We wanted to give a little bit of an explanation about the communal spaces and ecological design ethos of our construction, which has already started being built and will be completed over the 12 months. This short blog is intended to complement the plans drawings on our website.
Birmingham is in a worsening housing crisis with hundreds of families in temporary accommodation and provision of affordable housing not growing to meet increased demand. Home ownership is not a possibility for most younger people and provision of social housing, inadequate. Private sector housing is often poor quality, has limited security and is expensive. We wanted to build housing that afford security in a place we could afford to rent and heat.
As the city council has recognised, we are also in a climate emergency. We chose a building method that would generate the lowest carbon emissions we could afford. Not only will this building use less energy to run, it will cost less carbon to make. In spite of this we faced resistance from city planners when we insisted on using this building technology. We hope that our struggle through that process will clear the path for others.
Beyond immediate housing need and the climate another crisis facing our society is isolation. Too many people have little to no control over their lives, through their housing and in their workplace. Modern life has tended to atomise us. We decided to work together to solve our problems not only because we are much more powerful together, but because working together is good in and of itself.
We tried to include communal elements to stop the isolation that can be common in flats and is found in identikit housing developments. Our overarching design ethos is one which is ecological, and low impact. One strategy we have used is to think about how some elements of the typical English home can be communalised.
Creative hall: This will be a large (100 square metres) multi-use events space adjoining Artefact which can be used by residents for celebrations and gatherings and by the worker co-ops for events such as conferences or performances.
Laundry and guest room: In two spaces next to the stairwell on the 1st and 2nd floors there will be a guest room and a laundry which will aim to communalise bulky and expensive things which households normally have individually, reducing the ‘dead time’ when they aren’t in use and therefore useless. This will also allow for more kitchen and living space in people’s flats and remove the noise and waste of 39 different versions of the same appliance. The bookable guest room will effectively add an extra bedroom to all homes allowing residents to have their families and friends visit with less hassle.
Communal Lounge: We made the decision to turn one of the flats upstairs into a communal lounge for use by all of the residents – this will be a space for smaller events and meals and will have facilities for large scale cooking. It affects the project financially, and thus would not exist in a profit-driven build. We’re pleased we could make it work with our budget.
Roof garden: This will be a private space for residents and workers in the co-ops to relax, dry laundry or enjoy a lunch break. We’ll also be putting loads of solar PV up there.
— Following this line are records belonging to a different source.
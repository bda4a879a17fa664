//! style-persistence
//!
//! Implementaciones Postgres (Diesel + r2d2) de los puertos de style-core:
//! - `pg`: `PgKnowledgeSource` (pautas base y legales) y `PgArtifactStore`
//!   (guías publicadas, append-only).
//! - `migrations`: runner embebido de migraciones Diesel.
//! - `config`: carga de configuración desde `.env`.
//! - `schema`: tablas Diesel declaradas para compilar queries.

pub mod config;
pub mod error;
pub mod migrations;
pub mod pg;
pub mod schema;

pub use config::{init_dotenv, DbConfig};
pub use error::PersistenceError;
pub use pg::{build_pool, build_pool_from_env, ConnectionProvider, PgArtifactStore, PgKnowledgeSource, PgPool, PoolProvider};
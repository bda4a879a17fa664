//! Modelos neutrales (schema, payload tipado, contexto, artifact).

pub mod artifact;
pub mod context;
pub mod schema;
pub mod typed_payload;

pub use artifact::{Artifact, ArtifactId, PendingArtifact};
pub use context::{ContextKey, WorkflowContext};
pub use schema::{FieldKind, FieldSpec, Payload, Schema, SchemaViolation};
pub use typed_payload::PayloadSpec;
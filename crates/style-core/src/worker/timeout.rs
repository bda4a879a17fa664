//! Timeout por invocación.
//!
//! La llamada corre en un hilo auxiliar; si no responde a tiempo el invoker
//! recibe `WorkerFault::Timeout`. El hilo no se interrumpe: su respuesta
//! tardía se descarta. Un worker que retiene procesos o conexiones debe
//! aplicar además su propio plazo y liberarlos.
use std::sync::{mpsc, Arc};
use std::thread;
use std::time::Duration;

use log::warn;

use super::invoker::{Worker, WorkerFault};
use crate::model::Payload;

pub struct TimeoutWorker {
    inner: Arc<dyn Worker>,
    timeout: Duration,
}

impl TimeoutWorker {
    pub fn new(inner: Arc<dyn Worker>, timeout: Duration) -> Self {
        Self { inner, timeout }
    }
}

impl Worker for TimeoutWorker {
    fn call(&self, role: &str, input: &Payload) -> Result<String, WorkerFault> {
        let (tx, rx) = mpsc::channel();
        let inner = Arc::clone(&self.inner);
        let role_owned = role.to_string();
        let input = input.clone();
        thread::Builder::new().name(format!("worker-{role}"))
                              .spawn(move || {
                                  // el receptor puede haberse ido por timeout
                                  let _ = tx.send(inner.call(&role_owned, &input));
                              })
                              .map_err(|e| WorkerFault::Transport(format!("cannot spawn worker thread: {e}")))?;
        match rx.recv_timeout(self.timeout) {
            Ok(res) => res,
            Err(mpsc::RecvTimeoutError::Timeout) => {
                warn!("role '{}' exceeded {:?}", role, self.timeout);
                Err(WorkerFault::Timeout(self.timeout))
            }
            Err(mpsc::RecvTimeoutError::Disconnected) => Err(WorkerFault::Transport("worker thread panicked".into())),
        }
    }
}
We will have a lift for all floors, including the roof, making the building as disabled friendly as possible and a number of flats on the ground floor will be specifically designed to improve accessibility.
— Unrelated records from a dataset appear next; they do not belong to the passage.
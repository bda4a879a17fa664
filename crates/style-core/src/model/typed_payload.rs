//! Infraestructura opcional de tipado fuerte para `Payload`, manteniendo el
//! núcleo agnóstico: el engine sólo ve objetos JSON + `Schema`; las
//! aplicaciones describen cada payload con un tipo concreto.

use serde::{de::DeserializeOwned, Serialize};
use serde_json::Value;

use super::{Payload, Schema, SchemaViolation};

/// Especificación de un payload tipado.
pub trait PayloadSpec: Sized + Serialize + DeserializeOwned {
    /// Schema que el engine usará para validar el payload neutro.
    fn schema() -> Schema;

    /// Validación semántica ligera (sin efectos secundarios). Opcional.
    fn validate(&self) -> Result<(), String> {
        Ok(())
    }

    /// `validate` sobre el payload neutro; es la regla que el macro adjunta
    /// al schema con `Schema::with_check`.
    fn semantic_check(payload: &Payload) -> Result<(), String> {
        let decoded: Self = serde_json::from_value(Value::Object(payload.clone())).map_err(|e| e.to_string())?;
        decoded.validate()
    }

    /// Serializa a payload neutro.
    fn into_payload(self) -> Result<Payload, SchemaViolation> {
        let name = Self::schema().name().to_string();
        match serde_json::to_value(&self) {
            Ok(Value::Object(map)) => Ok(map),
            Ok(_) => Err(SchemaViolation { schema: name,
                                           reason: "type does not serialize to a JSON object".into() }),
            Err(e) => Err(SchemaViolation { schema: name,
                                            reason: e.to_string() }),
        }
    }

    /// Decodifica desde payload neutro verificando schema y validación.
    fn from_payload(payload: &Payload) -> Result<Self, SchemaViolation> {
        let schema = Self::schema();
        schema.validate(payload)?;
        let decoded: Self = serde_json::from_value(Value::Object(payload.clone()))
            .map_err(|e| SchemaViolation { schema: schema.name().to_string(),
                                           reason: e.to_string() })?;
        decoded.validate().map_err(|reason| SchemaViolation { schema: schema.name().to_string(),
                                                               reason })?;
        Ok(decoded)
    }
}

/// Declara un payload tipado con derives y `PayloadSpec`.
///
/// Cada campo indica su `FieldKind`:
///
/// ```ignore
/// typed_payload!(TitleDraft {
///     category: String => Text,
///     draft_text: String => Text,
/// });
/// ```
///
/// La variante con `validate(self) { .. }` agrega una validación semántica
/// que debe devolver `Result<(), String>`; el schema generado la lleva
/// consigo, así que también la aplica `WorkerInvoker` al aceptar el output.
#[macro_export]
macro_rules! typed_payload {
    ($(#[$meta:meta])* $name:ident { $($fname:ident : $fty:ty => $kind:ident),+ $(,)? }) => {
        $(#[$meta])*
        #[derive(Debug, Clone, PartialEq, serde::Serialize, serde::Deserialize)]
        pub struct $name { $(pub $fname: $fty,)+ }
        impl $crate::model::PayloadSpec for $name {
            fn schema() -> $crate::model::Schema {
                $crate::model::Schema::new(stringify!($name))
                    $(.field(stringify!($fname), $crate::model::FieldKind::$kind))+
            }
        }
    };
    ($(#[$meta:meta])* $name:ident { $($fname:ident : $fty:ty => $kind:ident),+ $(,)? }
     validate($self_ident:ident) $body:block) => {
        $(#[$meta])*
        #[derive(Debug, Clone, PartialEq, serde::Serialize, serde::Deserialize)]
        pub struct $name { $(pub $fname: $fty,)+ }
        impl $crate::model::PayloadSpec for $name {
            fn schema() -> $crate::model::Schema {
                $crate::model::Schema::new(stringify!($name))
                    $(.field(stringify!($fname), $crate::model::FieldKind::$kind))+
                    .with_check(<$name as $crate::model::PayloadSpec>::semantic_check)
            }
            fn validate(&self) -> Result<(), String> {
                let $self_ident = self;
                $body
            }
        }
    };
}

#[cfg(test)]
mod tests {
    use super::*;
    use serde_json::json;

    crate::typed_payload!(Summary {
        title: String => Text,
        notes: Vec<String> => TextList,
    } validate(s) {
        if s.title.trim().is_empty() { Err("title must not be blank".to_string()) } else { Ok(()) }
    });

    #[test]
    fn schema_is_derived_from_fields() {
        let schema = Summary::schema();
        assert_eq!(schema.name(), "Summary");
        assert_eq!(schema.fields().len(), 2);
        assert!(schema.has_field("notes"));
    }

    #[test]
    fn from_payload_runs_schema_then_semantic_validation() {
        let ok = json!({"title": "T", "notes": []});
        let decoded = Summary::from_payload(ok.as_object().unwrap()).unwrap();
        assert_eq!(decoded.title, "T");

        let blank = json!({"title": "  ", "notes": []});
        let err = Summary::from_payload(blank.as_object().unwrap()).unwrap_err();
        assert_eq!(err.reason, "title must not be blank");

        let wrong = json!({"title": "T"});
        assert!(Summary::from_payload(wrong.as_object().unwrap()).is_err());
    }

    #[test]
    fn derived_schema_carries_the_semantic_rule() {
        let err = Summary::schema().parse(r#"{"title": " ", "notes": []}"#).unwrap_err();
        assert_eq!(err.schema, "Summary");
        assert_eq!(err.reason, "title must not be blank");
    }

    #[test]
    fn into_payload_produces_object() {
        let p = Summary { title: "x".into(),
                          notes: vec!["a".into()] }.into_payload()
                                                   .unwrap();
        assert_eq!(p.get("notes"), Some(&json!(["a"])));
    }
}
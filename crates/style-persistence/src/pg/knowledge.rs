//! `KnowledgeSource` sobre `baseline_style_guidelines` y `legal_guidelines`.
//!
//! Cada `fetch` resuelve exactamente un tier; el orden de fallback lo
//! decide el `KnowledgeResolver` del core. Si hay varias filas para el mismo
//! tier gana la más reciente.
use diesel::prelude::*;
use log::debug;

use style_core::{KnowledgeError, KnowledgeKind, KnowledgeSource};
use style_core::knowledge::{Selector, TierKey};

use super::{with_retry, ConnectionProvider};
use crate::error::PersistenceError;
use crate::schema::{baseline_style_guidelines, legal_guidelines};

const SOURCE_NAME: &str = "postgres";

pub struct PgKnowledgeSource<P: ConnectionProvider> {
    pub provider: P,
}

impl<P: ConnectionProvider> PgKnowledgeSource<P> {
    pub fn new(provider: P) -> Self {
        Self { provider }
    }

    fn fetch_baseline(&self, tier: &TierKey) -> Result<Option<String>, PersistenceError> {
        use baseline_style_guidelines::dsl as b;
        let Some(category) = tier.scope.as_deref() else {
            return Ok(None);
        };
        with_retry(|| {
            let mut conn = self.provider.connection()?;
            let query = b::baseline_style_guidelines.filter(b::category.eq(category))
                                                    .select(b::content)
                                                    .order(b::id.desc())
                                                    .into_boxed();
            let query = match tier.selector.as_column() {
                Some(pt) => query.filter(b::product_type.eq(pt)),
                None => query.filter(b::product_type.is_null()),
            };
            Ok(query.first::<String>(&mut conn).optional()?)
        })
    }

    fn fetch_legal(&self, tier: &TierKey) -> Result<Option<String>, PersistenceError> {
        use legal_guidelines::dsl as l;
        let domain = match &tier.selector {
            Selector::Null => return Ok(None),
            other => other.as_column().unwrap_or_default().to_string(),
        };
        with_retry(|| {
            let mut conn = self.provider.connection()?;
            Ok(l::legal_guidelines.filter(l::domain.eq(&domain))
                                  .select(l::content)
                                  .order(l::id.desc())
                                  .first::<String>(&mut conn)
                                  .optional()?)
        })
    }

    /// Inserta una fila de pautas base (carga de datos y tests).
    pub fn insert_baseline(&self, category: &str, product_type: Option<&str>, content: &str) -> Result<(), PersistenceError> {
        use baseline_style_guidelines::dsl as b;
        let mut conn = self.provider.connection()?;
        diesel::insert_into(b::baseline_style_guidelines).values((b::category.eq(category),
                                                                  b::product_type.eq(product_type),
                                                                  b::content.eq(content)))
                                                         .execute(&mut conn)?;
        Ok(())
    }

    pub fn insert_legal(&self, domain: &str, content: &str) -> Result<(), PersistenceError> {
        use legal_guidelines::dsl as l;
        let mut conn = self.provider.connection()?;
        diesel::insert_into(l::legal_guidelines).values((l::domain.eq(domain), l::content.eq(content)))
                                                .execute(&mut conn)?;
        Ok(())
    }
}

impl<P: ConnectionProvider> KnowledgeSource for PgKnowledgeSource<P> {
    fn name(&self) -> &str {
        SOURCE_NAME
    }

    fn fetch(&self, kind: KnowledgeKind, tier: &TierKey) -> Result<Option<String>, KnowledgeError> {
        debug!("pg knowledge fetch {} {}", kind, tier);
        let res = match kind {
            KnowledgeKind::Baseline => self.fetch_baseline(tier),
            KnowledgeKind::Legal => self.fetch_legal(tier),
        };
        res.map_err(|e| e.into_knowledge_error(SOURCE_NAME))
    }
}
//! Inyección del conocimiento de referencia antes de sellar el contexto.
use log::info;
use serde_json::Value;
use style_core::{CompositeInjector, KnowledgeKey, KnowledgeKind, KnowledgeResolver, Payload, VarInjector, WorkflowContext};

pub const BASELINE_VAR: &str = "baseline_guidelines";
pub const LEGAL_VAR: &str = "legal_guidelines";

/// Resuelve una clase de conocimiento a partir de `category` y
/// `product_type` ya presentes en el contexto. El dominio legal es la
/// categoría.
#[derive(Debug, Clone)]
pub struct KnowledgeInjector {
    resolver: KnowledgeResolver,
    kind: KnowledgeKind,
}

impl KnowledgeInjector {
    pub fn baseline(resolver: KnowledgeResolver) -> Self {
        Self { resolver,
               kind: KnowledgeKind::Baseline }
    }

    pub fn legal(resolver: KnowledgeResolver) -> Self {
        Self { resolver,
               kind: KnowledgeKind::Legal }
    }

    pub fn var_name(&self) -> &'static str {
        match self.kind {
            KnowledgeKind::Baseline => BASELINE_VAR,
            KnowledgeKind::Legal => LEGAL_VAR,
        }
    }
}

impl VarInjector for KnowledgeInjector {
    fn inject(&self, ctx: &WorkflowContext) -> Payload {
        let category = ctx.var_str("category").unwrap_or_default();
        let key = match self.kind {
            KnowledgeKind::Baseline => KnowledgeKey::baseline(category, ctx.var_str("product_type").unwrap_or_default()),
            KnowledgeKind::Legal => KnowledgeKey::legal(category),
        };
        let content = self.resolver.resolve(&key);
        if content.is_empty() {
            info!("no {} knowledge for category '{}'; injecting empty text", self.kind, category);
        }
        let mut out = Payload::new();
        out.insert(self.var_name().to_string(), Value::String(content));
        out
    }
}

/// Inyectores estándar: baseline y luego legal.
pub fn knowledge_injectors(resolver: &KnowledgeResolver) -> CompositeInjector {
    CompositeInjector::new().push(KnowledgeInjector::baseline(resolver.clone()))
                            .push(KnowledgeInjector::legal(resolver.clone()))
}

#[cfg(test)]
mod tests {
    use super::*;
    use std::sync::Arc;
    use style_core::InMemoryKnowledgeSource;

    fn resolver() -> KnowledgeResolver {
        let source = InMemoryKnowledgeSource::new();
        source.insert_baseline("Fashion", None, "generic fashion rules");
        source.insert_baseline("Fashion", Some("Dresses"), "dress rules");
        source.insert_legal("ALL", "global legal");
        KnowledgeResolver::new(Arc::new(source))
    }

    #[test]
    fn injects_most_specific_baseline_and_fallback_legal() {
        let ctx = WorkflowContext::new().with_var("category", "Fashion")
                                        .unwrap()
                                        .with_var("product_type", "Dresses")
                                        .unwrap();
        let ctx = knowledge_injectors(&resolver()).apply(ctx).unwrap();
        assert_eq!(ctx.var_str(BASELINE_VAR), Some("dress rules"));
        assert_eq!(ctx.var_str(LEGAL_VAR), Some("global legal"));
    }

    #[test]
    fn unknown_category_yields_empty_text() {
        let ctx = WorkflowContext::new().with_var("category", "Garden")
                                        .unwrap()
                                        .with_var("product_type", "Hoses")
                                        .unwrap();
        let ctx = knowledge_injectors(&resolver()).apply(ctx).unwrap();
        assert_eq!(ctx.var_str(BASELINE_VAR), Some(""));
        assert_eq!(ctx.var_str(LEGAL_VAR), Some("global legal"));
    }
}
Bike shed: We all love bikes here so we are including a 100 space bike shelter for the residents and workers. There will be communal tools for people to use and a clause in our housing tenancy banning car ownership. We are lucky our site is well located close to the railway, river Rea cycle path and canal – and there’s a bus stop literally five metres from the building. For at least 100 people in Stirchley the era of the car is over!
Garden and outdoor spaces: The space will have a communal courtyard, bike shed and bin store. The bike shed will go far beyond what is normally available in commercial developments as part a central part of our transport strategy). We intend to have a small kitchen garden, maintained by Loaf with a pizza oven and a barbecue. We’ll also have some fruit trees and a shared composting scheme. The passageway provides access to the public to the space during the day, we hope to design the space in such a way that it can also be a tranquil space for residents and bringing some life to what is a very grey high street. We are also hoping to install a public water fountain and defibrillator as communal assets for Stirchley.
We are using a building method of closed-panel timber frame for the upper two floors of the developments. This is a pre-fabricated building method where the walls are structural and are made out of wood, and can be lifted into place efficiently, and at a lower cost, prepared in the factory to a precise and replicable standard. This product will be manufactured by LoCal Homes in Walsall and it fits our ambition to build a large scale building which was affordable and ecological. Although our plans have changed over the years we have strived for the project to be as environmentally sustainable as possible – not always easy when building social housing. The environmental aspect also includes decisions involving the engineering of the build: our flat roof allows for maximum solar PV; our air-source heat pumps provide efficient heating and cooling; and our decision not to build with brick due to the higher levels of embodied carbon.